October 3, 2013 - 11:00 AMT
PanARMENIAN.Net - A group of unidentified persons fired at the Russian embassy in the Libyan capital, Tripoli, on Wednesday, Oct 2, and attempted to break in, the Russian Foreign Ministry said, according to RIA Novosti.
“According to preliminary reports, no one of the embassy staff was injured,” Maria Zakharova, deputy director of the ministry’s press and information department, told Echo of Moscow radio station.
“We are working to clarify the details of what has happened,” she added.
"The attackers opened fire and tore the Russian flag," ITAR-TASS news agency quoted unnamed sources as saying. Embassy staff had been taken to the airport as a precaution.
Russian Foreign Ministry spokesman Alexander Lukashevich told Russian state television the situation had calmed. "In Tripoli ...a shooting occurred and there was an attempt to enter the territory of the Russian embassy."
The attack was symptomatic of volatility in Libya two years after the overthrow of Muammar Gaddafi. Clan and tribal rivalries, as well as Islamist groups, have flourished in the absence of strong central government. Security services, themselves riven, have struggled to maintain order.
There have been a number of attacks on Western diplomats by militant groups. Militants linked to al Qaeda affiliates attacked the U.S. consulate in Benghazi and killed Ambassador Christopher Stevens and three other Americans on Sept 11, 2012.

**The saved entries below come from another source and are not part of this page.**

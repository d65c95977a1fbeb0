use crate::errors::TransformError;
use fast_image_resize::{images::Image, FilterType, PixelType, ResizeAlg, ResizeOptions, Resizer};
use image::DynamicImage;

/// 画像をリサイズする
///
/// fast_image_resize の Lanczos3 フィルタを使用。透過を保持するため
/// RGBA8 で処理する。
pub fn resize_image(
    img: &DynamicImage,
    target_w: u32,
    target_h: u32,
) -> Result<DynamicImage, TransformError> {
    let rgba = img.to_rgba8();
    let (width, height) = (rgba.width(), rgba.height());

    let src_image = Image::from_vec_u8(width, height, rgba.into_raw(), PixelType::U8x4)
        .map_err(|e| {
            TransformError::ProcessingFailed(format!("failed to create source image: {e}"))
        })?;

    let mut dst_image = Image::new(target_w, target_h, PixelType::U8x4);

    let mut resizer = Resizer::new();
    resizer
        .resize(
            &src_image,
            &mut dst_image,
            &ResizeOptions::new().resize_alg(ResizeAlg::Convolution(FilterType::Lanczos3)),
        )
        .map_err(|e| TransformError::ProcessingFailed(format!("resize failed: {e}")))?;

    let resized = image::RgbaImage::from_raw(target_w, target_h, dst_image.into_vec())
        .ok_or_else(|| {
            TransformError::ProcessingFailed("failed to convert resized image".to_string())
        })?;

    Ok(DynamicImage::ImageRgba8(resized))
}

#[cfg(test)]
mod tests {
    use super::*;

    #[test]
    fn test_resize_image() {
        let img = DynamicImage::new_rgb8(1000, 1000);
        let resized = resize_image(&img, 500, 500).unwrap();
        assert_eq!(resized.width(), 500);
        assert_eq!(resized.height(), 500);
    }

    #[test]
    fn test_resize_preserves_alpha_channel() {
        let img = DynamicImage::new_rgba8(100, 100);
        let resized = resize_image(&img, 50, 50).unwrap();
        assert!(resized.color().has_alpha());
    }
}
use aws_config::{BehaviorVersion, Region};
use lambda_runtime::{service_fn, Error, LambdaEvent};
use tracing_subscriber::EnvFilter;

mod config;
mod envelope;
mod handler;
mod storage;
mod transform;

use config::Config;
use envelope::{CloudFrontEvent, EdgeResult};
use storage::S3ObjectStore;

#[tokio::main]
async fn main() -> Result<(), Error> {
    tracing_subscriber::fmt()
        .json()
        .with_env_filter(
            EnvFilter::try_from_default_env().unwrap_or_else(|_| EnvFilter::new("info")),
        )
        .with_ansi(false)
        .init();

    let config = Config::from_env().map_err(Error::from)?;

    // S3 クライアントはプロセスで一度だけ構築し、全呼び出しで共有する
    let aws_config = aws_config::defaults(BehaviorVersion::latest())
        .region(Region::new(config.region.clone()))
        .load()
        .await;
    let store = S3ObjectStore::new(aws_sdk_s3::Client::new(&aws_config), config.bucket.clone());
    let store_ref = &store;

    lambda_runtime::run(service_fn(
        move |event: LambdaEvent<CloudFrontEvent>| async move {
            let request = event
                .payload
                .into_request()
                .ok_or_else(|| Error::from("event contains no CloudFront record"))?;
            Ok::<EdgeResult, Error>(handler::handle(store_ref, request).await)
        },
    ))
    .await
}
use image::DynamicImage;

/// EXIF Orientation を読み取り、画像に適用する
///
/// 再エンコードで EXIF タグは失われるため、向きはピクセルに焼き込む。
/// タグが無い・読めない場合はそのまま返す。
pub fn auto_orient(data: &[u8], img: DynamicImage) -> DynamicImage {
    let Some(orientation) = read_orientation(data) else {
        return img;
    };

    match orientation {
        2 => img.fliph(),
        3 => img.rotate180(),
        4 => img.flipv(),
        5 => img.rotate90().fliph(),
        6 => img.rotate90(),
        7 => img.rotate270().fliph(),
        8 => img.rotate270(),
        _ => img,
    }
}

fn read_orientation(data: &[u8]) -> Option<u32> {
    let mut cursor = std::io::Cursor::new(data);
    let exif = exif::Reader::new().read_from_container(&mut cursor).ok()?;
    let field = exif.get_field(exif::Tag::Orientation, exif::In::PRIMARY)?;
    field.value.get_uint(0)
}

#[cfg(test)]
mod tests {
    use super::*;
    use image::ImageFormat;
    use std::io::Cursor;

    #[test]
    fn test_no_exif_keeps_image() {
        let img = DynamicImage::new_rgb8(10, 20);
        let mut buf = Cursor::new(Vec::new());
        img.write_to(&mut buf, ImageFormat::Jpeg).unwrap();

        let result = auto_orient(&buf.into_inner(), img);
        assert_eq!(result.width(), 10);
        assert_eq!(result.height(), 20);
    }
}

However, one Libyan security source said the attack did not appear to be directly linked to any militant group. He said the crowd were angered by the killing, as they saw it, of a Libyan by a Russian woman.
"The group attacked the compound as an act of revenge, because of the killing of the Libyan," said the security source. The embassy was empty at the time, according to Reuters.
The sources said Libyan authorities were searching for the gunmen.
Western powers, using air power, led the military campaign that ultimately toppled Gaddafi. Russia, which had had close relations with Gaddafi, did not take part in the action and condemned what it called the West's abuse of a United Nations Security Council to intervene.